Sunday Tribune: Pain & Courage

Pain and courage

July 26, 2009 Edition 1

Rough Aunties and A Place in the City are two documentaries that are showing at this year’s film festival.

They are two very different films about the strength and bravery of two different groups of people, but both films take place in eThekwini, and chronicle the pain and suffering of a broken society in which the state has failed dismally to fulfil its role as protector and guardian of its citizens.

Rough Aunties, which has already received much attention for winning the World Cinema Documentary Grand Jury Prize at Sundance, tells the story of five women who work for Operation Bobbi Bear in Amanzimtoti and have dedicated their lives to helping abused and neglected children in KwaZulu-Natal.

While anyone who watches Rough Aunties will no doubt find the commitment, bravery and compassion of these women completely inspiring, they will also be disturbed by the violent and uncaring society that the film depicts.

The film’s website talks about “a nation being transformed with hope and energy into a new democracy,” and while the film certainly contains hope and energy, it never shies away from the horror and pain which, to their credit, never seems to overwhelm the so-called “rough aunties”.

Beginning with the counselling of a very young girl who has been raped, the film follows Operation Bobbi Bear and the five rough aunties: Mildred Ngcobo, Eureka Olivier, S’dudla Maphumulo, Thuli Sibaya and Jackie Branfield, who started the project.

In the 10 weeks of shooting, British documentary-maker Kim Longinetto shadows the women through their daily work.

In one of the many candid scenes in the film, the women talk among themselves about why they have become “rough”.

As well as the catalogue of rape, abuse and neglect, the women themselves are also affected by horrific events which take place in their personal lives.

While Rough Aunties ends with notes of redemption, the film offers neither salvation nor resolution. The rough aunties of Bobbi Bear are going to carry on, because that’s what they do.

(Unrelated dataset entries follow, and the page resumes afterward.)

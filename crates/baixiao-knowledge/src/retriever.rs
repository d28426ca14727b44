//! Retrieval client: embed the query, then scan the vector store.

use baixiao_core::error::{BaixiaoError, Result};
use baixiao_core::traits::{Embedder, Retriever};
use std::sync::Arc;
use tokio::runtime::Handle;

use crate::store::KnowledgeStore;

/// `Retriever` over a `KnowledgeStore`.
///
/// `retrieve` blocks: it drives the async embedding call on `runtime` and then
/// scans SQLite. Callers run it on the blocking pool.
pub struct KnowledgeRetriever {
    store: Arc<KnowledgeStore>,
    embedder: Arc<dyn Embedder>,
    runtime: Handle,
    top_k: usize,
}

impl KnowledgeRetriever {
    pub fn new(
        store: Arc<KnowledgeStore>,
        embedder: Arc<dyn Embedder>,
        runtime: Handle,
        top_k: usize,
    ) -> Self {
        Self {
            store,
            embedder,
            runtime,
            top_k,
        }
    }
}

impl Retriever for KnowledgeRetriever {
    fn retrieve(&self, query: &str) -> Result<Vec<String>> {
        let embedding = self
            .runtime
            .block_on(self.embedder.embed(query))
            .map_err(|e| BaixiaoError::Retrieval(e.to_string()))?;
        let hits = self.store.search(&embedding, self.top_k)?;
        tracing::debug!("Retrieved {} passage(s) for query ({} chars)", hits.len(), query.chars().count());
        Ok(hits.into_iter().map(|h| h.content).collect())
    }
}

#[cfg(test)]
pub(crate) mod tests {
    use super::*;
    use async_trait::async_trait;
    use std::path::Path;

    /// Maps text onto a tiny fixed vocabulary so similarity is predictable.
    pub(crate) struct KeywordEmbedder;

    #[async_trait]
    impl Embedder for KeywordEmbedder {
        async fn embed(&self, text: &str) -> Result<Vec<f32>> {
            let dims = ["cat", "dog", "fish"];
            Ok(dims
                .iter()
                .map(|w| if text.contains(w) { 1.0 } else { 0.0 })
                .collect())
        }
    }

    struct FailingEmbedder;

    #[async_trait]
    impl Embedder for FailingEmbedder {
        async fn embed(&self, _text: &str) -> Result<Vec<f32>> {
            Err(BaixiaoError::Http("embedding endpoint unreachable".into()))
        }
    }

    #[tokio::test(flavor = "multi_thread")]
    async fn test_retrieve_returns_best_passages() {
        let store = Arc::new(KnowledgeStore::open(Path::new(":memory:")).unwrap());
        store.upsert("a#0", "a", "the cat sleeps", &[1.0, 0.0, 0.0]).unwrap();
        store.upsert("b#0", "b", "the dog barks", &[0.0, 1.0, 0.0]).unwrap();

        let retriever = KnowledgeRetriever::new(store, Arc::new(KeywordEmbedder), Handle::current(), 1);
        let passages = tokio::task::spawn_blocking(move || retriever.retrieve("where is my cat"))
            .await
            .unwrap()
            .unwrap();
        assert_eq!(passages, vec!["the cat sleeps"]);
    }

    #[tokio::test(flavor = "multi_thread")]
    async fn test_embedding_failure_is_retrieval_error() {
        let store = Arc::new(KnowledgeStore::open(Path::new(":memory:")).unwrap());
        let retriever = KnowledgeRetriever::new(store, Arc::new(FailingEmbedder), Handle::current(), 5);
        let err = tokio::task::spawn_blocking(move || retriever.retrieve("cat"))
            .await
            .unwrap()
            .unwrap_err();
        assert!(matches!(err, BaixiaoError::Retrieval(_)));
    }
}
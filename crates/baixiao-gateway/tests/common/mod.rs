#![allow(dead_code)]

use async_trait::async_trait;
use baixiao_agent::{ChatOrchestrator, PromptAssembler};
use baixiao_core::error::{BaixiaoError, Result};
use baixiao_core::traits::{Embedder, Generator, Retriever, TokenStream};
use baixiao_core::types::Prompt;
use baixiao_gateway::{AppState, IdlePolicy};
use baixiao_knowledge::{Chunker, Ingestor, KnowledgeStore};
use futures::StreamExt;
use std::net::SocketAddr;
use std::path::Path;
use std::sync::Arc;
use std::sync::atomic::{AtomicUsize, Ordering};
use std::time::Duration;

pub struct StaticRetriever {
    pub calls: AtomicUsize,
}

impl Retriever for StaticRetriever {
    fn retrieve(&self, _query: &str) -> Result<Vec<String>> {
        self.calls.fetch_add(1, Ordering::SeqCst);
        Ok(vec!["百晓喵 lives in the library.".to_string()])
    }
}

pub enum Script {
    Fragments(Vec<&'static str>),
    FailAfter(Vec<&'static str>, &'static str),
    Hang,
}

pub struct ScriptedGenerator {
    pub script: Script,
    pub calls: AtomicUsize,
}

#[async_trait]
impl Generator for ScriptedGenerator {
    fn name(&self) -> &str {
        "scripted"
    }

    async fn stream(&self, _prompt: &Prompt) -> Result<TokenStream> {
        self.calls.fetch_add(1, Ordering::SeqCst);
        let items: Vec<Result<String>> = match &self.script {
            Script::Fragments(f) => f.iter().map(|s| Ok(s.to_string())).collect(),
            Script::FailAfter(f, msg) => f
                .iter()
                .map(|s| Ok(s.to_string()))
                .chain(std::iter::once(Err(BaixiaoError::Generation(msg.to_string()))))
                .collect(),
            Script::Hang => return Ok(futures::stream::pending().boxed()),
        };
        Ok(futures::stream::iter(items).boxed())
    }
}

/// Same vector for every text: enough to exercise ingestion.
pub struct UnitEmbedder;

#[async_trait]
impl Embedder for UnitEmbedder {
    async fn embed(&self, _text: &str) -> Result<Vec<f32>> {
        Ok(vec![1.0, 0.0])
    }
}

pub struct Harness {
    pub state: Arc<AppState>,
    pub retriever: Arc<StaticRetriever>,
    pub generator: Arc<ScriptedGenerator>,
    pub store: Arc<KnowledgeStore>,
}

pub const RELAXED: IdlePolicy = IdlePolicy {
    timeout: Duration::from_secs(300),
    check_interval: Duration::from_secs(10),
};

/// Must be called from inside a tokio runtime.
pub fn harness(script: Script, idle: IdlePolicy) -> Harness {
    let retriever = Arc::new(StaticRetriever {
        calls: AtomicUsize::new(0),
    });
    let generator = Arc::new(ScriptedGenerator {
        script,
        calls: AtomicUsize::new(0),
    });
    let store = Arc::new(KnowledgeStore::open(Path::new(":memory:")).unwrap());
    let ingestor = Ingestor::new(
        store.clone(),
        Arc::new(UnitEmbedder),
        tokio::runtime::Handle::current(),
        Chunker::new(250, 0),
    );
    let orchestrator = ChatOrchestrator::new(
        retriever.clone(),
        generator.clone(),
        PromptAssembler::new("persona"),
    );
    let state = Arc::new(AppState::new(orchestrator, Arc::new(ingestor), idle));
    Harness {
        state,
        retriever,
        generator,
        store,
    }
}

/// Serve the WebSocket router on an ephemeral port.
pub async fn spawn_ws(state: Arc<AppState>) -> SocketAddr {
    let listener = tokio::net::TcpListener::bind("127.0.0.1:0").await.unwrap();
    let addr = listener.local_addr().unwrap();
    let app = baixiao_gateway::build_ws_router(state);
    tokio::spawn(async move {
        axum::serve(listener, app).await.unwrap();
    });
    addr
}
//! Grounding prompt assembly. Pure functions, no I/O.

use baixiao_core::types::{ChatHistoryEntry, Prompt, Query};

/// Context text used when retrieval produced nothing usable.
pub const NO_CONTEXT: &str = "No relevant documents found";

/// Combines the persona, retrieved passages, chat history and the query.
#[derive(Debug, Clone)]
pub struct PromptAssembler {
    system_prompt: String,
}

impl PromptAssembler {
    pub fn new(system_prompt: impl Into<String>) -> Self {
        Self {
            system_prompt: system_prompt.into(),
        }
    }

    pub fn assemble(
        &self,
        query: &Query,
        passages: &[String],
        chat_history: &[ChatHistoryEntry],
    ) -> Prompt {
        let user = format!(
            "## context:\n{}\n## chat history:\n{}\n## question:\n{}",
            build_context(passages),
            format_history(chat_history),
            query.as_str()
        );
        Prompt {
            system: self.system_prompt.clone(),
            user,
        }
    }
}

/// Non-blank passages joined by newlines, or the `NO_CONTEXT` sentinel.
pub fn build_context(passages: &[String]) -> String {
    let kept: Vec<&str> = passages
        .iter()
        .map(String::as_str)
        .filter(|p| !p.trim().is_empty())
        .collect();
    if kept.is_empty() {
        NO_CONTEXT.to_string()
    } else {
        kept.join("\n")
    }
}

/// One compact JSON object per line; empty history renders as "".
pub fn format_history(chat_history: &[ChatHistoryEntry]) -> String {
    chat_history
        .iter()
        .map(|entry| serde_json::Value::Object(entry.clone()).to_string())
        .collect::<Vec<_>>()
        .join("\n")
}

A Place in the City by director Jenny Morgan documents the struggles of another group of people in Durban, the shack dwellers of Abahlali Basemjondolo.

The shack dwellers’ movement started in Durban four years ago, and now has tens of thousands of members from 30 settlements.

Although Abahlali’s central demand is for land and housing in the city, it has also fought for access to education and the provision of water, among other things.

Most middle- and working-class Durban residents interact daily with the residents of the shacklands and squatter camps. Shackland residents clean our houses, guard our cars and houses, they clean our windscreens, work in our gardens and often even go to school with our children. Yet they live in appalling conditions, usually without even the most basic infrastructure. And yet, for the most part, we do nothing.

A Place in the City talks to members of Abahlali as well as other shack dwellers, detailing their disillusionment with the government that so many of them fought for.

As a documentary, it is too short for its subject matter. It also fails to engage with those who execute eviction orders against the homeless or fire rubber bullets at them.

But, while it could have been a better film, it should nonetheless remain compulsory viewing for all of us – both in government and broader society – who ignore, or help to exacerbate the plight of the landless poor.